Background
Hannah Fischer, a nursing student at Southeast Community College (SCC) in Lincoln, Nebraska, filed suit in December 2023 challenging SCC’s COVID-19 proof-of-vaccination policy. Fischer alleged that SCC’s policy prevented her from attending certain clinical courses after she presented a physician’s recommendation against vaccination on medical grounds, and that SCC placed her in clinical rotations at facilities that would not accommodate her unvaccinated status. Ultimately, Fischer alleged she was removed from the nursing program in fall 2022 after SCC determined she had not completed a valid perioperative observation requirement.
An amended complaint filed in June 2024 added plaintiff Conan Thomas, a prospective student who had begun applying to SCC’s paramedic certificate program but declined to seek a medical or religious exemption from the vaccination requirement. The amended complaint asserted four claims — breach of implied contract, violation of due process and equal protection, negligence, and ultra vires conduct — and sought damages, injunctive relief, and changes to Fischer’s academic record.
The Lancaster County District Court dismissed the amended complaint in November 2024, finding the contract and negligence claims barred by sovereign immunity (SCC being a political subdivision of Nebraska), and concluding that the constitutional claims failed to state a claim on which relief could be granted. The court denied further leave to amend as futile. Fischer and Thomas timely moved to alter or amend the judgment, which the district court overruled in January 2025, and they then appealed.
The Court’s Holding
As a threshold matter, the Nebraska Supreme Court held it had jurisdiction over the appeal. Although the notice of appeal was filed more than 30 days after the November 13, 2024 dismissal judgment, the court found that the plaintiffs’ post-judgment motion — filed within 10 days of the judgment and expressly seeking substantive alteration under Neb. Rev. Stat. § 25-1329 — qualified as a motion to alter or amend that tolled the appeal deadline. The 30-day appeal window therefore ran from January 27, 2025, when the district court overruled the motion, making the February 20, 2025 notice of appeal timely.
On the merits, the court declined to conduct a full appellate review because Fischer and Thomas’ brief contained only a single, sweeping assignment of error — that the district court “erred in granting [SCC’s] motion to dismiss” — without separately identifying the particular errors or issues for each claim. The court reaffirmed that such a generalized assignment is insufficient under Nebraska appellate rules, and that argument-section subheadings cannot substitute for properly stated assignments of error. Rather than dismiss the appeal outright, the court exercised its discretion to review the record for plain error.
Applying the plain error standard — requiring error that is plainly evident from the record and whose correction is necessary to prevent a miscarriage of justice or damage to the fairness of the judicial process — the court found none. It affirmed the district court’s judgment of dismissal in full as to all claims.
Key Takeaways
- A blanket assignment of error that merely states the trial court “erred in granting the motion to dismiss” is too generalized to preserve any specific error for review under Nebraska appellate rules; each distinct error must be separately and concisely assigned.

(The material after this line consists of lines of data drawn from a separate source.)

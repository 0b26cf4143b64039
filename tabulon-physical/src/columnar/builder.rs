//! This module defines the incremental builder protocol for columns.

use std::{cmp::Ordering, fmt::Debug};

use crate::{
    bitmap::{self, Bitmap},
    buffer::ByteOrder,
    error::{Error, Result},
};

use super::{
    characteristics::Characteristics,
    column::Column,
    storage::{CodeWidth, Storage, StorageBuilder},
};

/// When the declared [Characteristics] of a builder are checked.
#[derive(Debug, Clone, Copy, PartialEq, Eq, Hash, Default)]
pub enum Validation {
    /// Every added value is compared with the previous one.
    #[default]
    OnRecord,
    /// The content is scanned once when the column is built.
    OnBuild,
}

/// Configuration of a [Builder].
#[derive(Debug, Clone, Copy, PartialEq, Eq)]
pub struct BuilderOptions {
    /// Guarantees the built column will declare
    pub characteristics: Characteristics,
    /// When the guarantees are checked
    pub validation: Validation,
    /// Number of values to reserve space for upfront
    pub initial_capacity: usize,
    /// Byte order of multi-byte values in the built stores
    pub byte_order: ByteOrder,
    /// Widest code a dictionary encoded column may use
    pub dictionary_width: CodeWidth,
}

impl Default for BuilderOptions {
    fn default() -> Self {
        Self {
            characteristics: Characteristics::none(),
            validation: Validation::default(),
            initial_capacity: 16,
            byte_order: ByteOrder::default(),
            dictionary_width: CodeWidth::default(),
        }
    }
}

impl BuilderOptions {
    /// Default options declaring the given guarantees.
    pub fn with_characteristics(characteristics: Characteristics) -> Self {
        Self {
            characteristics,
            ..Default::default()
        }
    }
}

/// Common interface of builders, which collect values and produce immutable columns.
///
/// Operations return the builder so that calls can be chained with `?`.
pub trait ColumnBuilder {
    /// Type of the values that are added
    type Item;
    /// Type of the built column
    type Output;

    /// Add a value or a null.
    fn add(&mut self, value: Option<Self::Item>) -> Result<&mut Self>;

    /// Add a value.
    fn add_non_null(&mut self, value: Self::Item) -> Result<&mut Self> {
        self.add(Some(value))
    }

    /// Add a null.
    fn add_null(&mut self) -> Result<&mut Self> {
        self.add(None)
    }

    /// Add `count` nulls.
    fn add_nulls(&mut self, count: usize) -> Result<&mut Self> {
        for _ in 0..count {
            self.add(None)?;
        }
        Ok(self)
    }

    /// Add all values of an iterator.
    fn add_all<I>(&mut self, values: I) -> Result<&mut Self>
    where
        I: IntoIterator<Item = Self::Item>,
    {
        for value in values {
            self.add(Some(value))?;
        }
        Ok(self)
    }

    /// Add all values or nulls of an iterator.
    fn add_all_options<I>(&mut self, values: I) -> Result<&mut Self>
    where
        I: IntoIterator<Item = Option<Self::Item>>,
    {
        for value in values {
            self.add(value)?;
        }
        Ok(self)
    }

    /// Make room for `capacity` values in total.
    fn ensure_capacity(&mut self, capacity: usize) -> &mut Self;

    /// Number of values and nulls added so far.
    fn len(&self) -> usize;

    /// Return `true` if nothing has been added.
    fn is_empty(&self) -> bool {
        self.len() == 0
    }

    /// Return a column with the current content.
    ///
    /// The builder stays usable, later additions do not affect the returned column.
    fn build(&self) -> Result<Self::Output>;
}

/// Builder for a [Column] over the store `S`.
#[derive(Debug, Clone)]
pub struct Builder<S: Storage> {
    staging: S::Staging,
    /// One bit per added entry, set for nulls. Only allocated once a null was added.
    nulls: Option<Bitmap>,
    size: usize,
    /// Ordering of the non-null values, tracked for the nullable representation
    packed: Characteristics,
    options: BuilderOptions,
}

impl<S: Storage> Builder<S> {
    /// Create a builder with the given options.
    pub fn new(options: BuilderOptions) -> Self {
        Self {
            staging: S::Staging::new(&options),
            nulls: None,
            size: 0,
            packed: Characteristics::distinct(),
            options,
        }
    }

    /// Create a builder declaring the given guarantees, with default options otherwise.
    pub fn with_characteristics(characteristics: Characteristics) -> Self {
        Self::new(BuilderOptions::with_characteristics(characteristics))
    }

    /// The options of this builder.
    pub fn options(&self) -> &BuilderOptions {
        &self.options
    }

    fn check_record(&self, value: &S::Item) -> Result<()> {
        let declared = self.options.characteristics;
        if !declared.is_sorted() {
            return Ok(());
        }

        match self.staging.compare_last(value) {
            Some(Ordering::Greater) => Err(Error::invalid_argument(format!(
                "{value:?} is smaller than its predecessor in a column declared {declared}"
            ))),
            Some(Ordering::Equal) if declared.is_distinct() => Err(Error::invalid_argument(
                format!("{value:?} repeats its predecessor in a column declared {declared}"),
            )),
            _ => Ok(()),
        }
    }

    fn track_packed(&mut self, value: &S::Item) {
        self.packed = match self.staging.compare_last(value) {
            Some(Ordering::Greater) => self.packed.intersection(Characteristics::nonnull()),
            Some(Ordering::Equal) => self.packed.intersection(Characteristics::sorted()),
            _ => self.packed,
        };
    }

    fn null_count(&self) -> usize {
        self.nulls.as_deref().map_or(0, bitmap::cardinality)
    }
}

impl<S: Storage> ColumnBuilder for Builder<S> {
    type Item = S::Item;
    type Output = Column<S>;

    fn add(&mut self, value: Option<S::Item>) -> Result<&mut Self> {
        match value {
            Some(value) => {
                if self.options.validation == Validation::OnRecord {
                    self.check_record(&value)?;
                }
                self.track_packed(&value);
                self.staging.push(&value)?;

                if let Some(nulls) = &mut self.nulls {
                    nulls.push(false);
                }
            }
            None => {
                if self.options.validation == Validation::OnRecord
                    && self.options.characteristics.is_nonnull()
                {
                    return Err(Error::invalid_argument(format!(
                        "null added to a column declared {}",
                        self.options.characteristics
                    )));
                }

                let size = self.size;
                self.nulls
                    .get_or_insert_with(|| bitmap::zeroed(size))
                    .push(true);
            }
        }

        self.size += 1;
        Ok(self)
    }

    fn ensure_capacity(&mut self, capacity: usize) -> &mut Self {
        let additional = capacity.saturating_sub(self.size);
        self.staging.reserve(additional);
        if let Some(nulls) = &mut self.nulls {
            nulls.reserve(additional);
        }
        self
    }

    fn len(&self) -> usize {
        self.size
    }

    fn build(&self) -> Result<Column<S>> {
        let declared = self.options.characteristics;
        let values = self.staging.freeze();

        if self.null_count() > 0 {
            if declared.is_nonnull() {
                return Err(Error::invalid_argument(format!(
                    "{} nulls added to a column declared {declared}",
                    self.null_count()
                )));
            }

            let nulls = self.nulls.clone().unwrap_or_default();
            log::trace!(
                "building nullable {} column with {} entries",
                S::ELEMENT_TYPE,
                self.size
            );
            return Column::from_nullable_ordered(values, nulls, self.packed);
        }

        let column = Column::from_store(values).with_declared(declared);
        if self.options.validation == Validation::OnBuild {
            column.verify_characteristics()?;
        }

        Ok(column)
    }
}

#[cfg(test)]
mod test {
    use rand::{Rng, SeedableRng};
    use rand_pcg::Pcg64;
    use test_log::test;

    use crate::{
        columnar::{
            characteristics::Characteristics,
            column::{IntColumn, StringColumn},
            storage::FixedStore,
        },
        error::Error,
    };

    use super::{Builder, BuilderOptions, ColumnBuilder, Validation};

    #[test]
    fn sorted_accepts_duplicates() {
        let mut builder = Builder::<FixedStore<i32>>::with_characteristics(Characteristics::sorted());
        builder.add_all([1, 1, 2]).unwrap();

        let column: IntColumn = builder.build().unwrap();
        assert!(column.characteristics().is_sorted());
        assert!(!column.characteristics().is_distinct());
        assert_eq!(column.len(), 3);
    }

    #[test]
    fn distinct_rejects_repetition_on_record() {
        let mut builder =
            Builder::<FixedStore<i32>>::with_characteristics(Characteristics::distinct());
        builder.add_non_null(1).unwrap();
        let result = builder.add_non_null(1);
        assert!(matches!(result, Err(Error::InvalidArgument(_))));

        // the rejected value was not recorded
        assert_eq!(builder.len(), 1);
    }

    #[test]
    fn on_build_defers_validation() {
        let options = BuilderOptions {
            characteristics: Characteristics::sorted(),
            validation: Validation::OnBuild,
            ..Default::default()
        };
        let mut builder = Builder::<FixedStore<i32>>::new(options);
        builder.add_all([3, 1]).unwrap();
        assert!(builder.build().is_err());

        let mut builder = Builder::<FixedStore<i32>>::new(options);
        builder.add_all([1, 3]).unwrap().add_null().unwrap();
        assert!(builder.build().is_err());
    }

    #[test]
    fn nulls_are_rejected_for_nonnull_columns() {
        let mut builder = Builder::<FixedStore<i32>>::with_characteristics(Characteristics::nonnull());
        assert!(builder.add_null().is_err());
    }

    #[test]
    fn nulls_produce_nullable_column() {
        let mut builder = Builder::<FixedStore<i32>>::new(BuilderOptions::default());
        builder
            .add_non_null(4)
            .unwrap()
            .add_nulls(2)
            .unwrap()
            .add_non_null(5)
            .unwrap();

        let column = builder.build().unwrap();
        assert!(column.is_nullable());
        assert_eq!(column.null_count(), 2);
        assert_eq!(
            column.iter().collect::<Vec<_>>(),
            vec![Some(4), None, None, Some(5)]
        );
    }

    #[test]
    fn repeated_builds_are_independent() {
        let mut builder = Builder::<crate::columnar::storage::VarStore<String>>::new(
            BuilderOptions::default(),
        );
        builder.add_non_null("a".to_string()).unwrap();
        let first: StringColumn = builder.build().unwrap();

        builder.add_null().unwrap().add_non_null("b".to_string()).unwrap();
        let second = builder.build().unwrap();

        assert_eq!(first.len(), 1);
        assert!(!first.is_nullable());
        assert_eq!(second.len(), 3);
        assert_eq!(second.get(2), Some("b".to_string()));
        assert_eq!(first.get(0), Some("a".to_string()));
    }

    #[test]
    fn randomized_sorted_input() {
        let mut rng = Pcg64::seed_from_u64(7);
        let mut values = (0..1000).map(|_| rng.gen_range(-50..50)).collect::<Vec<i64>>();
        values.sort();

        let mut builder = Builder::<FixedStore<i64>>::new(BuilderOptions {
            characteristics: Characteristics::sorted(),
            initial_capacity: 1,
            ..Default::default()
        });
        builder.ensure_capacity(10);
        builder.add_all(values.iter().copied()).unwrap();

        let column = builder.build().unwrap();
        assert_eq!(column.non_null_iter().collect::<Vec<_>>(), values);
        assert!(column.verify_characteristics().is_ok());
    }
}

- Argument-section subheadings in a brief, however detailed, cannot cure a deficient assignment of error — a rule the Nebraska Supreme Court applies consistently and without exception.
- A post-judgment motion’s substance controls whether it qualifies as a motion to alter or amend under § 25-1329, not its title or how vigorously it is argued at the hearing; a timely, substantive motion tolls the appeal deadline regardless.
- Claims against a Nebraska community college for breach of implied contract and negligence based on misrepresentation or deceit are barred by sovereign immunity under the Political Subdivisions Tort Claims Act absent express statutory authorization.
- Allegations that a community college enforced a COVID-19 vaccination requirement — even one with medical and religious exemptions — did not state cognizable procedural due process, substantive due process, or equal protection (“class of one”) claims on these facts.
Why It Matters
The decision reinforces Nebraska’s strict enforcement of appellate briefing rules, making clear that practitioners who present multi-claim appeals must assign each alleged error specifically and separately — failure to do so risks limiting review to the narrow plain error standard or forfeiting review entirely. The ruling serves as a cautionary reminder that procedural precision in appellate practice is as important as the underlying merits.
On the substantive side, the affirmance leaves intact the district court’s conclusion that a Nebraska community college’s COVID-19 vaccination policy — including its clinical placement decisions and program removal procedures — did not give rise to actionable constitutional or tort claims under the facts alleged. For institutions and students, the case underscores that sovereign immunity remains a formidable barrier to contract and negligence suits against public community colleges in Nebraska, and that allegations of unequal treatment in vaccination-related academic decisions face a high pleading bar to survive dismissal.